*Exercise directions*.
For each line in the data that includes "WHERE", make a copy.

Saved entries
=== Section Start ===

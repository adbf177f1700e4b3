//! Per (user, mission) progress records
//!
//! Increments are applied with a single upsert so concurrent callers can
//! never lose an update, even if they bypass the engine's transaction.

use chrono::{DateTime, Utc};
use rusqlite::{Connection, OptionalExtension, Row, params};

use super::{from_ms, to_ms, u32_col, uuid_col};
use crate::error::Result;
use crate::models::{MissionProgress, UserId};

const PROGRESS_COLUMNS: &str =
    "user_id, mission_id, progress, completed, completed_at, updated_at";

fn map_progress(row: &Row<'_>) -> rusqlite::Result<MissionProgress> {
    let completed_at: Option<i64> = row.get(4)?;
    Ok(MissionProgress {
        user_id: uuid_col(row, 0)?,
        mission_id: row.get(1)?,
        progress: u32_col(row, 2)?,
        completed: row.get(3)?,
        completed_at: completed_at.map(from_ms),
        updated_at: from_ms(row.get(5)?),
    })
}

pub fn get(conn: &Connection, user_id: UserId, mission_id: &str) -> Result<Option<MissionProgress>> {
    let progress = conn
        .query_row(
            &format!(
                "SELECT {PROGRESS_COLUMNS} FROM mission_progress \
                 WHERE user_id = ?1 AND mission_id = ?2"
            ),
            params![user_id.to_string(), mission_id],
            map_progress,
        )
        .optional()?;
    Ok(progress)
}

/// Add `increment` to a non-completed record, creating it at zero first.
///
/// Completed records are left alone. Returns the stored progress after the
/// write, or `None` when the record was already completed.
pub fn add(
    conn: &Connection,
    user_id: UserId,
    mission_id: &str,
    increment: u32,
    now: DateTime<Utc>,
) -> Result<Option<u32>> {
    let progress = conn
        .query_row(
            "INSERT INTO mission_progress (user_id, mission_id, progress, updated_at) \
             VALUES (?1, ?2, ?3, ?4) \
             ON CONFLICT(user_id, mission_id) DO UPDATE SET \
                 progress = MIN(progress + excluded.progress, 4294967295), \
                 updated_at = excluded.updated_at \
             WHERE completed = 0 \
             RETURNING progress",
            params![user_id.to_string(), mission_id, increment, to_ms(now)],
            |row| u32_col(row, 0),
        )
        .optional()?;
    Ok(progress)
}

/// Overwrite the counter of a non-completed record with `value`.
///
/// Same contract as [`add`].
pub fn set(
    conn: &Connection,
    user_id: UserId,
    mission_id: &str,
    value: u32,
    now: DateTime<Utc>,
) -> Result<Option<u32>> {
    let progress = conn
        .query_row(
            "INSERT INTO mission_progress (user_id, mission_id, progress, updated_at) \
             VALUES (?1, ?2, ?3, ?4) \
             ON CONFLICT(user_id, mission_id) DO UPDATE SET \
                 progress = excluded.progress, \
                 updated_at = excluded.updated_at \
             WHERE completed = 0 \
             RETURNING progress",
            params![user_id.to_string(), mission_id, value, to_ms(now)],
            |row| u32_col(row, 0),
        )
        .optional()?;
    Ok(progress)
}

/// Flip a record to completed. Returns false if it already was.
pub fn mark_completed(
    conn: &Connection,
    user_id: UserId,
    mission_id: &str,
    now: DateTime<Utc>,
) -> Result<bool> {
    let updated = conn.execute(
        "UPDATE mission_progress SET completed = 1, completed_at = ?1, updated_at = ?1 \
         WHERE user_id = ?2 AND mission_id = ?3 AND completed = 0",
        params![to_ms(now), user_id.to_string(), mission_id],
    )?;
    Ok(updated > 0)
}

/// Zero every record of one mission that is not already pristine.
/// Returns the number of rows changed.
pub fn reset_mission(conn: &Connection, mission_id: &str, now: DateTime<Utc>) -> Result<usize> {
    let changed = conn.execute(
        "UPDATE mission_progress \
         SET progress = 0, completed = 0, completed_at = NULL, updated_at = ?1 \
         WHERE mission_id = ?2 AND (progress <> 0 OR completed = 1)",
        params![to_ms(now), mission_id],
    )?;
    Ok(changed)
}

/// All records for a user, by mission id
pub fn for_user(conn: &Connection, user_id: UserId) -> Result<Vec<MissionProgress>> {
    let mut stmt = conn.prepare(&format!(
        "SELECT {PROGRESS_COLUMNS} FROM mission_progress WHERE user_id = ?1 ORDER BY mission_id"
    ))?;
    let rows = stmt
        .query_map([user_id.to_string()], map_progress)?
        .collect::<rusqlite::Result<Vec<_>>>()?;
    Ok(rows)
}
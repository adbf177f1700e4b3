//! CLI command implementations

pub mod event;
pub mod init;
pub mod leaderboard;
pub mod progress;
pub mod reset;
pub mod run;
pub mod seed;
pub mod user;
pub mod xp;

use std::path::Path;
use std::time::Duration;

use anyhow::{Context as _, Result};

use questboard::config::Config;
use questboard::jobs::JobRunner;
use questboard::models::{AccountKind, LeaderboardKind, XpReason};
use questboard::{GameDb, MissionEngine};

/// Loaded configuration plus an open database
pub struct Context {
    pub config: Config,
    pub db: GameDb,
}

impl Context {
    /// Load config (explicit path or the global one) and open the database
    /// (explicit path or the configured one)
    pub fn open(config_path: Option<&Path>, database: Option<&Path>) -> Result<Self> {
        let config = Config::load(config_path)?;
        let db_path = database
            .map(Path::to_path_buf)
            .unwrap_or_else(|| config.database_path());
        let db = GameDb::open_with_timeout(
            &db_path,
            Duration::from_millis(config.database.busy_timeout_ms),
        )
        .with_context(|| format!("Failed to open database: {}", db_path.display()))?;
        tracing::debug!("Using database {}", db_path.display());
        Ok(Self { config, db })
    }

    pub fn engine(&self) -> Result<MissionEngine> {
        Ok(MissionEngine::new(self.db.clone(), self.config.offset()?)
            .with_rewards(self.config.rewards.clone()))
    }

    pub fn runner(&self) -> Result<JobRunner> {
        Ok(JobRunner::new(
            self.db.clone(),
            self.config.offset()?,
            self.config.leaderboard.size,
        ))
    }
}

pub fn parse_account_kind(s: &str) -> Result<AccountKind, String> {
    AccountKind::from_db(&s.to_lowercase())
        .ok_or_else(|| format!("unknown account kind '{s}' (player, employee, staff)"))
}

pub fn parse_board(s: &str) -> Result<LeaderboardKind, String> {
    let normalized = s.to_lowercase().replace('-', "_");
    LeaderboardKind::from_db(&normalized).ok_or_else(|| {
        let known: Vec<_> = LeaderboardKind::all().iter().map(|k| k.as_str()).collect();
        format!("unknown board '{s}' ({})", known.join(", "))
    })
}

pub fn parse_reason(s: &str) -> Result<XpReason, String> {
    XpReason::from_db(&s.to_lowercase().replace('-', "_"))
        .ok_or_else(|| format!("unknown XP reason '{s}'"))
}
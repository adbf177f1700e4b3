//! Badge threshold checking
//!
//! Pure: decides which badges a user has newly earned from their counters.

use crate::models::{ActivityCounters, Badge, User};

/// Ids of active threshold badges the user qualifies for and does not hold
pub fn check_threshold_badges(
    badges: &[Badge],
    counters: &ActivityCounters,
    user: &User,
    earned: &[String],
) -> Vec<String> {
    let mut newly_unlocked = Vec::new();

    for badge in badges.iter().filter(|b| b.active) {
        let Some(requirement) = badge.requirement else {
            continue;
        };
        if counters.value(requirement.metric, user) >= u64::from(requirement.threshold)
            && !earned.contains(&badge.id)
        {
            newly_unlocked.push(badge.id.clone());
        }
    }

    newly_unlocked
}
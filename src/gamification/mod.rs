//! Gamification layer: missions, XP, levels, streaks and badges
//!
//! [`MissionEngine`] is the only writer of progress, the XP ledger and the
//! cached user aggregates. Everything else here is pure.

pub mod catalog;
pub mod checker;
pub mod clock;
pub mod dispatch;
mod engine;
pub mod levels;
pub mod streaks;

pub use clock::{Clock, ManualClock, SystemClock};
pub use engine::MissionEngine;
pub use levels::{LEVELS, Level, LevelInfo, level_for};
pub use streaks::StreakInfo;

=== Section End ===

*Exercise solution*.
                 WHERE user_id = ?1 AND mission_id = ?2"
             WHERE completed = 0 \
             WHERE completed = 0 \
         WHERE user_id = ?2 AND mission_id = ?3 AND completed = 0",
         WHERE mission_id = ?2 AND (progress <> 0 OR completed = 1)",
        "SELECT {PROGRESS_COLUMNS} FROM mission_progress WHERE user_id = ?1 ORDER BY mission_id"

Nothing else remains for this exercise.